Within the material below, filter for lines that hold the word "Send".

▸ GIVEN ENTRIES

● ● ●

//! Detector abstraction.
//!
//! A `DetectorLoader` turns a model identifier into a ready `Detector`. Both
//! are synchronous: the handle runs them on the blocking pool.

use std::collections::HashMap;
use std::sync::Arc;

use super::decode::DecodedImage;
use super::VisionError;

/// One box exactly as the model produced it.
#[derive(Debug, Clone, PartialEq)]
pub struct RawBox {
    pub class_id: Option<i64>,
    pub score: Option<f32>,
    pub xyxy: [f32; 4],
}

/// Output of a single forward pass.
#[derive(Debug, Clone, Default)]
pub struct Prediction {
    /// Boxes in the order the model emitted them.
    pub boxes: Vec<RawBox>,
    /// The model's class-index-to-name table. May be incomplete or empty.
    pub names: HashMap<i64, String>,
}

/// A loaded object detection model.
///
/// Implementations are shared across concurrent requests.
pub trait Detector: Send + Sync {
    fn predict(&self, image: &DecodedImage, confidence: f32) -> Result<Prediction, VisionError>;
}

/// Builds detectors from a model identifier. May do disk or network I/O.
pub trait DetectorLoader: Send + Sync {
    fn load(&self, model_id: &str) -> Result<Arc<dyn Detector>, VisionError>;
}

/// Loader used when the binary was built without a vision runtime.
pub struct MissingRuntimeLoader;

impl DetectorLoader for MissingRuntimeLoader {
    fn load(&self, model_id: &str) -> Result<Arc<dyn Detector>, VisionError> {
        Err(VisionError::Load {
            model: model_id.to_string(),
            reason: "gateway was built without a vision runtime (enable the `onnx` feature)"
                .to_string(),
        })
    }
}

/// The loader this build ships with.
pub fn default_loader(iou_threshold: f32, input_size: u32) -> Arc<dyn DetectorLoader> {
    #[cfg(feature = "onnx")]
    {
        Arc::new(super::onnx::OnnxLoader::new(iou_threshold, input_size))
    }
    #[cfg(not(feature = "onnx"))]
    {
        let _ = (iou_threshold, input_size);
        Arc::new(MissingRuntimeLoader)
    }
}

● ● ●

▸ RESULT OF THIS TASK
pub trait Detector: Send + Sync {
pub trait DetectorLoader: Send + Sync {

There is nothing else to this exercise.